En el examen general y particular de conciencia
aprendemos a ser sinceros con nosotros mismos, llamando a nuestros errores,
flaquezas y faltas de generosidad por su nombre, sin enmascararlos con falsas
justificaciones o tópicos del ambiente. La conciencia que no quiere reconocer
sus faltas deja al hombre a merced de su propio capricho.
III. Para
el caminante que verdaderamente desea llegar a su destino lo importante es
tener claro el camino. Agradece las señales claras, aunque alguna vez indiquen
un sendero un poco más estrecho y dificultoso, y huirá de los caminos que,
aunque sean anchos y cómodos de andar, no conducen a ninguna parte... o llevan
a un precipicio. Debemos tener el máximo interés en formar bien nuestra
conciencia, pues es la luz que nos hace distinguir el bien del mal, la que nos
lleva a pedir perdón y recuperar la senda del bien si la hubiésemos perdido. La
Iglesia nos proporciona los medios, pero no nos exime del esfuerzo de
aprovecharlos con responsabilidad.
En nuestra oración de hoy podemos preguntarnos:
¿Dedico a mi formación espiritual el tiempo necesario, o me dejo absorber con
frecuencia por las demás cosas que llenan el día? ¿Tengo un plan de lecturas,
visto en la dirección espiritual, que me ayude a progresar en mi formación
espiritual de acuerdo con mi edad y cultura? ¿Soy fiel a las indicaciones del
Magisterio de la Iglesia, sabiendo que en él encuentro la luz de la verdad ante
opiniones contradictorias en materia de fe, de enseñanzas sociales, etcétera,
con las que frecuentemente me encuentro? ¿Procuro conocerlo y darlo a conocer?
¿Lo acato con docilidad y piedad? ¿Rectifico frecuentemente la intención
ofreciendo las obras a Dios, teniendo en cuenta que los hombres tendemos a
buscar el aplauso, la vanidad, la alabanza en lo que hacemos, y que por ahí
entra muchas veces la deformación en la conciencia?

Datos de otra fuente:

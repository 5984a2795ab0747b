//! Geospatial math for ambumap.
//!
//! This crate provides:
//! - A validated latitude/longitude [`Coordinate`]
//! - Haversine great-circle distance in kilometers
//! - WASM bindings for browser usage
//!
//! # Example
//!
//! ```
//! use ambumap_geo::{distance_km, Coordinate};
//!
//! let arnedo = Coordinate::new(42.2251, -2.1042);
//! let haro = Coordinate::new(42.5766, -2.8490);
//!
//! let km = distance_km(&arnedo, &haro);
//! assert!((km - 72.58).abs() < 0.1);
//! ```

mod error;
mod haversine;

#[cfg(feature = "wasm")]
mod wasm;

pub use error::{GeoError, GeoErrorCode, Result};
pub use haversine::{EARTH_RADIUS_KM, distance_km};

/// A geographic coordinate with latitude and longitude.
#[derive(Debug, Clone, Copy, PartialEq, serde::Serialize, serde::Deserialize)]
pub struct Coordinate {
    /// Latitude in degrees (-90 to 90)
    pub latitude: f64,
    /// Longitude in degrees (-180 to 180)
    pub longitude: f64,
}

impl Coordinate {
    /// Creates a new coordinate without validating it.
    ///
    /// # Arguments
    /// * `latitude` - Latitude in degrees (-90 to 90)
    /// * `longitude` - Longitude in degrees (-180 to 180)
    #[inline]
    pub const fn new(latitude: f64, longitude: f64) -> Self {
        Self { latitude, longitude }
    }

    /// Creates a coordinate, rejecting non-finite or out-of-range values.
    pub fn try_new(latitude: f64, longitude: f64) -> Result<Self> {
        let coord = Self::new(latitude, longitude);
        if coord.is_valid() {
            Ok(coord)
        } else {
            Err(GeoError::InvalidCoordinate { latitude, longitude })
        }
    }

    /// Returns true if both components are finite and within range.
    #[inline]
    pub fn is_valid(&self) -> bool {
        self.latitude.is_finite()
            && self.longitude.is_finite()
            && (-90.0..=90.0).contains(&self.latitude)
            && (-180.0..=180.0).contains(&self.longitude)
    }

    /// Converts degrees to radians for internal calculations.
    #[inline]
    pub(crate) fn to_radians(self) -> (f64, f64) {
        (self.latitude.to_radians(), self.longitude.to_radians())
    }
}

impl From<(f64, f64)> for Coordinate {
    fn from((lat, lng): (f64, f64)) -> Self {
        Self::new(lat, lng)
    }
}

impl std::fmt::Display for Coordinate {
    fn fmt(&self, f: &mut std::fmt::Formatter<'_>) -> std::fmt::Result {
        write!(f, "({:.5}, {:.5})", self.latitude, self.longitude)
    }
}
//! Structured logging for ambumap tools
//!
//! Installs a global `tracing` subscriber with an environment-aware filter and
//! tags the first event with a per-process session id for correlating logs.

use once_cell::sync::Lazy;
use serde::{Deserialize, Serialize};
use tracing_subscriber::{fmt, prelude::*, EnvFilter};
use uuid::Uuid;

/// Global session ID for correlating logs
static SESSION_ID: Lazy<String> = Lazy::new(|| Uuid::new_v4().to_string());

/// Initialize logging with defaults
pub fn init() -> anyhow::Result<()> {
    init_with_config(TelemetryConfig::default())
}

/// Initialize with custom configuration
///
/// `RUST_LOG` takes precedence over `config.log_level` when set. Fails if a
/// global subscriber is already installed.
pub fn init_with_config(config: TelemetryConfig) -> anyhow::Result<()> {
    let filter = build_filter(&config)?;

    let registry = tracing_subscriber::registry().with(filter);
    let result = if config.json {
        registry
            .with(fmt::layer().json().with_target(config.show_target).with_writer(std::io::stderr))
            .try_init()
    } else {
        registry
            .with(
                fmt::layer()
                    .with_target(config.show_target)
                    .with_file(config.show_file)
                    .with_line_number(config.show_line_number)
                    .with_writer(std::io::stderr)
                    .compact(),
            )
            .try_init()
    };
    result.map_err(|e| anyhow::anyhow!("Failed to set tracing subscriber: {}", e))?;

    tracing::debug!(
        session_id = %session_id(),
        version = env!("CARGO_PKG_VERSION"),
        "Telemetry initialized"
    );

    Ok(())
}

fn build_filter(config: &TelemetryConfig) -> anyhow::Result<EnvFilter> {
    match EnvFilter::try_from_default_env() {
        Ok(filter) => Ok(filter),
        Err(_) => EnvFilter::try_new(&config.log_level)
            .map_err(|e| anyhow::anyhow!("Invalid log level '{}': {}", config.log_level, e)),
    }
}

/// Get the current session ID
pub fn session_id() -> &'static str {
    &SESSION_ID
}

/// Telemetry configuration
#[derive(Debug, Clone, Serialize, Deserialize)]
pub struct TelemetryConfig {
    pub log_level: String,
    pub json: bool,
    pub show_target: bool,
    pub show_file: bool,
    pub show_line_number: bool,
}

impl Default for TelemetryConfig {
    fn default() -> Self {
        Self {
            log_level: "info".to_string(),
            json: false,
            show_target: false,
            show_file: false,
            show_line_number: false,
        }
    }
}

impl TelemetryConfig {
    /// Config at the given level, other settings default.
    pub fn with_level(level: impl Into<String>) -> Self {
        Self { log_level: level.into(), ..Self::default() }
    }

    /// Switch to JSON lines output.
    #[must_use]
    pub fn json(mut self, json: bool) -> Self {
        self.json = json;
        self
    }
}
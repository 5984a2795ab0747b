//! CLI utilities for ambumap tools
//!
//! Provides shared CLI functionality:
//! - Status messages
//! - Station table rows with marker colors

#![warn(missing_docs)]

pub mod output;
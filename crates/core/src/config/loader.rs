//! Configuration file loading

use super::schema::ConfigSchema;
use crate::error::{Error, Result};
use crate::registry::Registry;
use std::path::{Path, PathBuf};

/// Configuration wrapper
#[derive(Debug, Clone, Default)]
pub struct Config {
    pub schema: ConfigSchema,
    pub path: Option<PathBuf>,
}

impl Config {
    /// Load configuration from a file path, a standard location, or defaults
    pub fn load(path: Option<&Path>) -> Result<Self> {
        let config_path = path.map(Path::to_path_buf).or_else(find_config_file);

        let schema = if let Some(ref p) = config_path {
            load_config_file(p)?
        } else {
            ConfigSchema::default()
        };
        schema.validate()?;

        tracing::debug!(path = ?config_path, "Configuration loaded");

        Ok(Self { schema, path: config_path })
    }

    /// The station table this configuration points at.
    ///
    /// A relative `registry.path` is resolved against the config file's
    /// directory. Without one, the embedded La Rioja table is used.
    pub fn registry(&self) -> Result<Registry> {
        match &self.schema.registry.path {
            Some(table) => {
                let resolved = match self.path.as_deref().and_then(Path::parent) {
                    Some(dir) if table.is_relative() => dir.join(table),
                    _ => table.clone(),
                };
                Registry::load(resolved)
            }
            None => Ok(Registry::la_rioja().clone()),
        }
    }
}

/// Find configuration file in standard locations
fn find_config_file() -> Option<PathBuf> {
    let candidates = [".ambumap.toml", "ambumap.toml", ".config/ambumap.toml"];

    candidates
        .into_iter()
        .map(PathBuf::from)
        .find(|candidate| candidate.exists())
}

/// Load and parse a TOML configuration file
fn load_config_file(path: &Path) -> Result<ConfigSchema> {
    let content = std::fs::read_to_string(path).map_err(|e| Error::io(path, e))?;

    toml::from_str(&content).map_err(Error::from)
}

#[cfg(test)]
mod tests {
    use super::*;
    use crate::nearest::NearestScope;
    use std::fs;

    #[test]
    fn test_config_default() {
        let config = Config::default();
        assert!(config.path.is_none());
        assert_eq!(config.schema.map.initial_zoom, 10);
        assert_eq!(config.schema.coverage.rings.len(), 2);
        assert_eq!(config.schema.nearest.scope, NearestScope::AllStations);
        assert_eq!(config.schema.logging.level, "info");
        assert_eq!(config.registry().unwrap().len(), 18);
    }

    #[test]
    fn test_config_partial_file() {
        let dir = tempfile::tempdir().unwrap();
        let path = dir.path().join("ambumap.toml");
        fs::write(&path, "[nearest]\nscope = \"visible\"\n\n[map]\nuser_zoom = 13\n").unwrap();

        let config = Config::load(Some(&path)).unwrap();
        assert_eq!(config.path.as_deref(), Some(path.as_path()));
        assert_eq!(config.schema.nearest.scope, NearestScope::VisibleOnly);
        assert_eq!(config.schema.map.user_zoom, 13);
        assert_eq!(config.schema.map.focus_zoom, 14);
    }

    #[test]
    fn test_config_custom_rings() {
        let dir = tempfile::tempdir().unwrap();
        let path = dir.path().join("ambumap.toml");
        fs::write(
            &path,
            "[[coverage.rings]]\nradius_km = 5.0\ncolor = \"green\"\nfill_opacity = 0.2\n",
        )
        .unwrap();

        let config = Config::load(Some(&path)).unwrap();
        assert_eq!(config.schema.coverage.rings.len(), 1);
        assert_eq!(config.schema.coverage.rings[0].radius_km, 5.0);
    }

    #[test]
    fn test_config_rejects_bad_values() {
        let dir = tempfile::tempdir().unwrap();
        let path = dir.path().join("ambumap.toml");

        fs::write(&path, "[map]\ninitial_zoom = 30\n").unwrap();
        assert!(matches!(Config::load(Some(&path)), Err(Error::Config(_))));

        fs::write(
            &path,
            "[[coverage.rings]]\nradius_km = -1.0\ncolor = \"red\"\nfill_opacity = 0.1\n",
        )
        .unwrap();
        assert!(matches!(Config::load(Some(&path)), Err(Error::Config(_))));

        fs::write(&path, "[nearest]\nscope = \"closest\"\n").unwrap();
        assert!(matches!(Config::load(Some(&path)), Err(Error::Toml(_))));
    }

    #[test]
    fn test_config_missing_explicit_file() {
        let err = Config::load(Some(Path::new("/no/such/ambumap.toml"))).unwrap_err();
        assert!(matches!(err, Error::Io { .. }));
    }

    #[test]
    fn test_registry_path_relative_to_config() {
        let dir = tempfile::tempdir().unwrap();
        fs::write(
            dir.path().join("stations.toml"),
            "[center]\nlatitude = 40.0\nlongitude = -3.7\n\n[[stations]]\nname = \"Madrid SVA\"\ncategory = \"SVA\"\nschedule = \"24 h\"\nlatitude = 40.41\nlongitude = -3.70\n",
        )
        .unwrap();
        let path = dir.path().join("ambumap.toml");
        fs::write(&path, "[registry]\npath = \"stations.toml\"\n").unwrap();

        let registry = Config::load(Some(&path)).unwrap().registry().unwrap();
        assert_eq!(registry.len(), 1);
        assert!(registry.find_by_name("Madrid SVA").is_some());
    }
}
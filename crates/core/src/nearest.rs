//! Nearest-station search
//!
//! Linear scans over a candidate set using haversine distance. Candidate
//! selection (whole registry vs. visible subset) belongs to the caller; see
//! [`NearestScope`].

use crate::error::{Error, Result};
use crate::registry::StationRecord;
use ambumap_geo::{distance_km, Coordinate};
use serde::{Deserialize, Serialize};
use std::fmt;

/// A station paired with its distance from the query position.
#[derive(Debug, Clone, Copy, PartialEq, Serialize)]
pub struct NearestResult<'a> {
    /// The closest station
    pub station: &'a StationRecord,
    /// Great-circle distance in kilometers
    pub distance_km: f64,
}

/// Which stations a nearest-station lookup considers.
#[derive(Debug, Clone, Copy, Default, PartialEq, Eq, Hash, Serialize, Deserialize)]
pub enum NearestScope {
    /// Every registry station, even ones hidden by filters
    #[default]
    #[serde(rename = "all")]
    AllStations,
    /// Only the currently visible stations
    #[serde(rename = "visible")]
    VisibleOnly,
}

impl fmt::Display for NearestScope {
    fn fmt(&self, f: &mut fmt::Formatter<'_>) -> fmt::Result {
        match self {
            NearestScope::AllStations => f.write_str("all"),
            NearestScope::VisibleOnly => f.write_str("visible"),
        }
    }
}

/// Returns the candidate closest to `position`.
///
/// Ties go to the candidate encountered first. Fails with
/// [`Error::EmptyCandidateSet`] when there are no candidates.
///
/// # Example
/// ```
/// use ambumap_core::{nearest, Registry};
/// use ambumap_geo::Coordinate;
///
/// let registry = Registry::la_rioja();
/// let hit = nearest(&Coordinate::new(42.58, -2.85), registry).unwrap();
/// assert_eq!(hit.station.name(), "Haro SVB");
/// ```
pub fn nearest<'a, I>(position: &Coordinate, candidates: I) -> Result<NearestResult<'a>>
where
    I: IntoIterator<Item = &'a StationRecord>,
{
    let mut best: Option<NearestResult<'a>> = None;

    for station in candidates {
        let distance = distance_km(position, &station.coordinate());
        let closer = match best {
            Some(current) => distance < current.distance_km,
            None => true,
        };
        if closer {
            best = Some(NearestResult { station, distance_km: distance });
        }
    }

    best.ok_or(Error::EmptyCandidateSet)
}

/// All candidates ordered by distance from `position`, closest first.
///
/// Equal distances keep their input order. `limit` truncates the result.
pub fn ranked<'a, I>(position: &Coordinate, candidates: I, limit: Option<usize>) -> Vec<NearestResult<'a>>
where
    I: IntoIterator<Item = &'a StationRecord>,
{
    let mut results: Vec<NearestResult<'a>> = candidates
        .into_iter()
        .map(|station| NearestResult {
            station,
            distance_km: distance_km(position, &station.coordinate()),
        })
        .collect();

    results.sort_by(|a, b| a.distance_km.total_cmp(&b.distance_km));

    if let Some(max) = limit {
        results.truncate(max);
    }

    results
}
//! ambumap: find and filter ambulance stations from the terminal.

mod commands;

use ambumap_cli::output::Status;
use ambumap_core::prelude::*;
use ambumap_telemetry::TelemetryConfig;
use clap::{Args, Parser, Subcommand, ValueEnum};
use std::path::PathBuf;
use std::sync::Arc;

#[derive(Parser)]
#[command(name = "ambumap")]
#[command(about = "Ambulance station directory with filtering and nearest-station lookup")]
#[command(version)]
struct Cli {
    /// Configuration file (defaults to .ambumap.toml or ambumap.toml)
    #[arg(long, global = true)]
    config: Option<PathBuf>,

    /// Log at debug level
    #[arg(short, long, global = true)]
    verbose: bool,

    /// Log as JSON lines
    #[arg(long, global = true)]
    log_json: bool,

    #[command(subcommand)]
    command: Commands,
}

#[derive(Subcommand)]
enum Commands {
    /// List visible stations
    List {
        #[command(flatten)]
        filters: FilterArgs,
        #[command(flatten)]
        position: PositionArgs,
        /// Output as JSON
        #[arg(long)]
        json: bool,
    },
    /// Find the station nearest to a position
    Nearest {
        #[command(flatten)]
        filters: FilterArgs,
        #[command(flatten)]
        position: PositionArgs,
        /// Search all stations or only visible ones (overrides config)
        #[arg(long, value_enum)]
        scope: Option<ScopeArg>,
        /// Also list the N closest stations
        #[arg(long)]
        top: Option<usize>,
        /// Output as JSON
        #[arg(long)]
        json: bool,
    },
    /// Great-circle distance between two points in kilometers
    Distance {
        #[arg(allow_negative_numbers = true)]
        lat1: f64,
        #[arg(allow_negative_numbers = true)]
        lng1: f64,
        #[arg(allow_negative_numbers = true)]
        lat2: f64,
        #[arg(allow_negative_numbers = true)]
        lng2: f64,
    },
    /// Print the map render plan and viewport as JSON
    Render {
        #[command(flatten)]
        filters: FilterArgs,
        #[command(flatten)]
        position: PositionArgs,
        /// Center the viewport on this station
        #[arg(long, value_name = "NAME")]
        focus: Option<String>,
    },
}

/// Category, schedule and per-station visibility switches.
#[derive(Args, Debug, Default)]
struct FilterArgs {
    /// Hide basic life support (SVB) stations
    #[arg(long)]
    no_basic: bool,
    /// Hide advanced life support (SVA) stations
    #[arg(long)]
    no_advanced: bool,
    /// Hide 24 h stations
    #[arg(long)]
    no_always: bool,
    /// Hide daytime-only stations
    #[arg(long)]
    no_day_only: bool,
    /// Start with every station hidden
    #[arg(long)]
    none: bool,
    /// Flip visibility of a station by name (repeatable)
    #[arg(long, value_name = "NAME")]
    toggle: Vec<String>,
}

impl FilterArgs {
    fn apply(&self, session: &mut MapSession) -> ambumap_core::Result<()> {
        for (off, flag) in [
            (self.no_basic, FilterFlag::BasicSupport),
            (self.no_advanced, FilterFlag::AdvancedSupport),
            (self.no_always, FilterFlag::Always),
            (self.no_day_only, FilterFlag::DayOnly),
        ] {
            if off {
                session.toggle_filter(flag);
            }
        }
        if self.none {
            session.set_all_visible(false);
        }
        for name in &self.toggle {
            session.toggle_station(name)?;
        }
        Ok(())
    }
}

/// User position; stands in for the platform location service.
#[derive(Args, Debug, Default)]
struct PositionArgs {
    /// Latitude of the user
    #[arg(long, env = "AMBUMAP_LAT", requires = "lng", allow_negative_numbers = true)]
    lat: Option<f64>,
    /// Longitude of the user
    #[arg(long, env = "AMBUMAP_LNG", requires = "lat", allow_negative_numbers = true)]
    lng: Option<f64>,
}

impl PositionArgs {
    fn coordinate(&self) -> Option<Coordinate> {
        match (self.lat, self.lng) {
            (Some(lat), Some(lng)) => Some(Coordinate::new(lat, lng)),
            _ => None,
        }
    }
}

#[derive(Clone, Copy, ValueEnum)]
enum ScopeArg {
    All,
    Visible,
}

impl From<ScopeArg> for NearestScope {
    fn from(arg: ScopeArg) -> Self {
        match arg {
            ScopeArg::All => NearestScope::AllStations,
            ScopeArg::Visible => NearestScope::VisibleOnly,
        }
    }
}

/// Print a core error with its code and suggestion, then exit.
fn fail(err: &Error) -> ! {
    Status::error(&format!("[{}] {}", err.code(), err));
    if let Some(suggestion) = err.suggestion() {
        eprintln!("  Suggestion: {}", suggestion);
    }
    std::process::exit(err.exit_code());
}

#[tokio::main(flavor = "current_thread")]
async fn main() -> anyhow::Result<()> {
    let cli = Cli::parse();

    let config = Config::load(cli.config.as_deref()).unwrap_or_else(|e| fail(&e));

    let logging = &config.schema.logging;
    let level = if cli.verbose { "debug".to_string() } else { logging.level.clone() };
    ambumap_telemetry::init_with_config(
        TelemetryConfig::with_level(level).json(cli.log_json || logging.json),
    )?;

    let registry = Arc::new(config.registry().unwrap_or_else(|e| fail(&e)));
    tracing::debug!(stations = registry.len(), config = ?config.path, "Registry ready");
    let mut session = MapSession::from_config(registry, &config.schema);

    match cli.command {
        Commands::List { filters, position, json } => {
            filters.apply(&mut session).unwrap_or_else(|e| fail(&e));
            commands::list(&session, position.coordinate(), json)?;
        }

        Commands::Nearest { filters, position, scope, top, json } => {
            filters.apply(&mut session).unwrap_or_else(|e| fail(&e));
            if let Some(scope) = scope {
                session = session.with_scope(scope.into());
            }
            commands::nearest(&mut session, position.coordinate(), top, json).await?;
        }

        Commands::Distance { lat1, lng1, lat2, lng2 } => {
            commands::distance(lat1, lng1, lat2, lng2)?;
        }

        Commands::Render { filters, position, focus } => {
            filters.apply(&mut session).unwrap_or_else(|e| fail(&e));
            commands::render(&mut session, position.coordinate(), focus.as_deref()).await?;
        }
    }

    Ok(())
}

Necesitamos luz y claridad para nosotros y para
quienes están a nuestro lado. Es muy grande nuestra responsabilidad. El
cristiano está puesto por Dios como antorcha que ilumina a otros en su caminar
hacia Dios. Debemos formarnos «de cara a esa avalancha de gente que se nos
vendrá encima, con la pregunta precisa y exigente: —“bueno, ¿qué hay que
hacer?”»11. Los hijos, los parientes, los colegas, los amigos se fijan
en nuestro comportamiento y hemos de llevarlos a Dios. Y para que el guía de
ciegos no sea también ciego12 no basta saber como de oídas, por referencias; para
llevar a nuestros parientes y amigos a Dios no basta un conocimiento vago y
superficial del camino; es necesario andarlo... Esto es: tener trato con el
Señor, ir conociendo cada vez con más profundidad su doctrina, tener una lucha
concreta contra nuestros defectos. En una palabra: ir por delante en la lucha
interior y en el ejemplo. Ser ejemplares en la profesión, en la familia...
«Quien tiene la misión de decir cosas grandes –dice San Gregorio Magno–, está
obligado igualmente a practicarlas»13. Y solo si las practica será eficaz lo que diga.
Jesucristo, cuando quiso enseñar a los discípulos cómo
habían de practicar el espíritu de servicio unos con otros, se ciñó él mismo
una toalla y les lavó los pies14. Eso debemos hacer nosotros: dar a conocer a Cristo siendo
ejemplares en los quehaceres diarios, convertir en vida la doctrina del Señor.
1 Liturgia
de las horas. Invitatorio para la Cuaresma, Sal 94, 8. —
2 Juan
Pablo II, Angelus 15-III-1981. —
3 Mt 11,
34. —
4 Is 5,
20-21. —
5 Lc 11,
34-35. —
6 Cfr. Lc 13,
34; Jn 10, 38. —
7 Jn 8,
43. —
8 Juan
Pablo II, Ibídem. —
9 Jn 8,
12. —
10 Mt 5,
14. —
11 San
Josemaría Escrivá, Surco, n. 221. —
12 Cfr. Mt 15,
14. —
13 San
Gregorio Magno, Regla pastoral, 2, 3. —
14 Cfr. Jn 13,
15.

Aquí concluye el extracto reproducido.